> WHAT THE TASK REQUIRES
Repeat the whole listing exactly as written.
=== MATERIAL PROVIDED ===
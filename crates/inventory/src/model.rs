use std::fmt;

use chrono::{NaiveDate, NaiveDateTime};
use ordered_float::OrderedFloat;

use crate::error::StocktakeError;

/// Price used when an item has no row in the price source.
pub const DEFAULT_PRICE: &str = "0";

/// Marker in the manufacturer source's fourth column flagging a damaged item.
pub const DAMAGED_MARKER: &str = "damaged";

// ---------------------------------------------------------------------------
// Price
// ---------------------------------------------------------------------------

/// Item price. Keeps the source text for output; orders by numeric value.
#[derive(Debug, Clone, PartialEq, Eq, Hash)]
pub struct Price {
    text: String,
    value: OrderedFloat<f64>,
}

impl Price {
    pub fn parse(id: &str, text: &str) -> Result<Self, StocktakeError> {
        let text = text.trim();
        let value: f64 = text
            .parse()
            .ok()
            .filter(|v: &f64| v.is_finite())
            .ok_or_else(|| StocktakeError::PriceParse {
                id: id.to_string(),
                value: text.to_string(),
            })?;
        Ok(Self { text: text.to_string(), value: OrderedFloat(value) })
    }

    pub fn value(&self) -> f64 {
        self.value.into_inner()
    }

    /// Totally ordered numeric value, for sorting.
    pub fn sort_key(&self) -> OrderedFloat<f64> {
        self.value
    }

    pub fn as_str(&self) -> &str {
        &self.text
    }
}

impl Default for Price {
    fn default() -> Self {
        Self { text: DEFAULT_PRICE.to_string(), value: OrderedFloat(0.0) }
    }
}

impl fmt::Display for Price {
    fn fmt(&self, f: &mut fmt::Formatter<'_>) -> fmt::Result {
        f.write_str(&self.text)
    }
}

// ---------------------------------------------------------------------------
// Record
// ---------------------------------------------------------------------------

/// One merged inventory item. Built once during the merge, never mutated.
#[derive(Debug, Clone, PartialEq)]
pub struct Record {
    pub id: String,
    pub manufacturer: String,
    pub category: String,
    pub price: Price,
    pub service_date: NaiveDate,
    pub is_damaged: bool,
}

impl Record {
    /// Build a record, trimming the manufacturer and category and parsing
    /// the service date with `date_format`.
    pub fn new(
        id: &str,
        manufacturer: &str,
        category: &str,
        price: Price,
        service_date: &str,
        is_damaged: bool,
        date_format: &str,
    ) -> Result<Self, StocktakeError> {
        Ok(Self {
            id: id.to_string(),
            manufacturer: manufacturer.trim().to_string(),
            category: category.trim().to_string(),
            price,
            service_date: parse_service_date(id, service_date, date_format)?,
            is_damaged,
        })
    }

    /// Whether the service date (taken at midnight) lies before `as_of`.
    /// An item serviced today counts as past once the day has started.
    pub fn is_past_service(&self, as_of: NaiveDateTime) -> bool {
        self.service_date.and_time(chrono::NaiveTime::MIN) < as_of
    }
}

impl fmt::Display for Record {
    fn fmt(&self, f: &mut fmt::Formatter<'_>) -> fmt::Result {
        write!(
            f,
            "{} ({}, {}, {}, {}, damaged={})",
            self.id, self.manufacturer, self.category, self.price, self.service_date, self.is_damaged
        )
    }
}

/// True iff the value equals the damage marker, ignoring case.
pub fn is_damage_marker(value: &str) -> bool {
    value.eq_ignore_ascii_case(DAMAGED_MARKER)
}

pub fn parse_service_date(id: &str, value: &str, format: &str) -> Result<NaiveDate, StocktakeError> {
    NaiveDate::parse_from_str(value.trim(), format).map_err(|_| StocktakeError::DateParse {
        id: id.to_string(),
        value: value.to_string(),
    })
}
===
> EXERCISE SOLUTION
filename crates/inventory/src/model.rs
use std::fmt;

use chrono::{NaiveDate, NaiveDateTime};
use ordered_float::OrderedFloat;

use crate::error::StocktakeError;

/// Price used when an item has no row in the price source.
pub const DEFAULT_PRICE: &str = "0";

/// Marker in the manufacturer source's fourth column flagging a damaged item.
pub const DAMAGED_MARKER: &str = "damaged";

// ---------------------------------------------------------------------------
// Price
// ---------------------------------------------------------------------------

/// Item price. Keeps the source text for output; orders by numeric value.
#[derive(Debug, Clone, PartialEq, Eq, Hash)]
pub struct Price {
    text: String,
    value: OrderedFloat<f64>,
}

impl Price {
    pub fn parse(id: &str, text: &str) -> Result<Self, StocktakeError> {
        let text = text.trim();
        let value: f64 = text
            .parse()
            .ok()
            .filter(|v: &f64| v.is_finite())
            .ok_or_else(|| StocktakeError::PriceParse {
                id: id.to_string(),
                value: text.to_string(),
            })?;
        Ok(Self { text: text.to_string(), value: OrderedFloat(value) })
    }

    pub fn value(&self) -> f64 {
        self.value.into_inner()
    }

    /// Totally ordered numeric value, for sorting.
    pub fn sort_key(&self) -> OrderedFloat<f64> {
        self.value
    }

    pub fn as_str(&self) -> &str {
        &self.text
    }
}

impl Default for Price {
    fn default() -> Self {
        Self { text: DEFAULT_PRICE.to_string(), value: OrderedFloat(0.0) }
    }
}

impl fmt::Display for Price {
    fn fmt(&self, f: &mut fmt::Formatter<'_>) -> fmt::Result {
        f.write_str(&self.text)
    }
}

// ---------------------------------------------------------------------------
// Record
// ---------------------------------------------------------------------------

/// One merged inventory item. Built once during the merge, never mutated.
#[derive(Debug, Clone, PartialEq)]
pub struct Record {
    pub id: String,
    pub manufacturer: String,
    pub category: String,
    pub price: Price,
    pub service_date: NaiveDate,
    pub is_damaged: bool,
}

impl Record {
    /// Build a record, trimming the manufacturer and category and parsing
    /// the service date with `date_format`.
    pub fn new(
        id: &str,
        manufacturer: &str,
        category: &str,
        price: Price,
        service_date: &str,
        is_damaged: bool,
        date_format: &str,
    ) -> Result<Self, StocktakeError> {
        Ok(Self {
            id: id.to_string(),
            manufacturer: manufacturer.trim().to_string(),
            category: category.trim().to_string(),
            price,
            service_date: parse_service_date(id, service_date, date_format)?,
            is_damaged,
        })
    }

    /// Whether the service date (taken at midnight) lies before `as_of`.
    /// An item serviced today counts as past once the day has started.
    pub fn is_past_service(&self, as_of: NaiveDateTime) -> bool {
        self.service_date.and_time(chrono::NaiveTime::MIN) < as_of
    }
}

impl fmt::Display for Record {
    fn fmt(&self, f: &mut fmt::Formatter<'_>) -> fmt::Result {
        write!(
            f,
            "{} ({}, {}, {}, {}, damaged={})",
            self.id, self.manufacturer, self.category, self.price, self.service_date, self.is_damaged
        )
    }
}

/// True iff the value equals the damage marker, ignoring case.
pub fn is_damage_marker(value: &str) -> bool {
    value.eq_ignore_ascii_case(DAMAGED_MARKER)
}

pub fn parse_service_date(id: &str, value: &str, format: &str) -> Result<NaiveDate, StocktakeError> {
    NaiveDate::parse_from_str(value.trim(), format).map_err(|_| StocktakeError::DateParse {
        id: id.to_string(),
        value: value.to_string(),
    })
}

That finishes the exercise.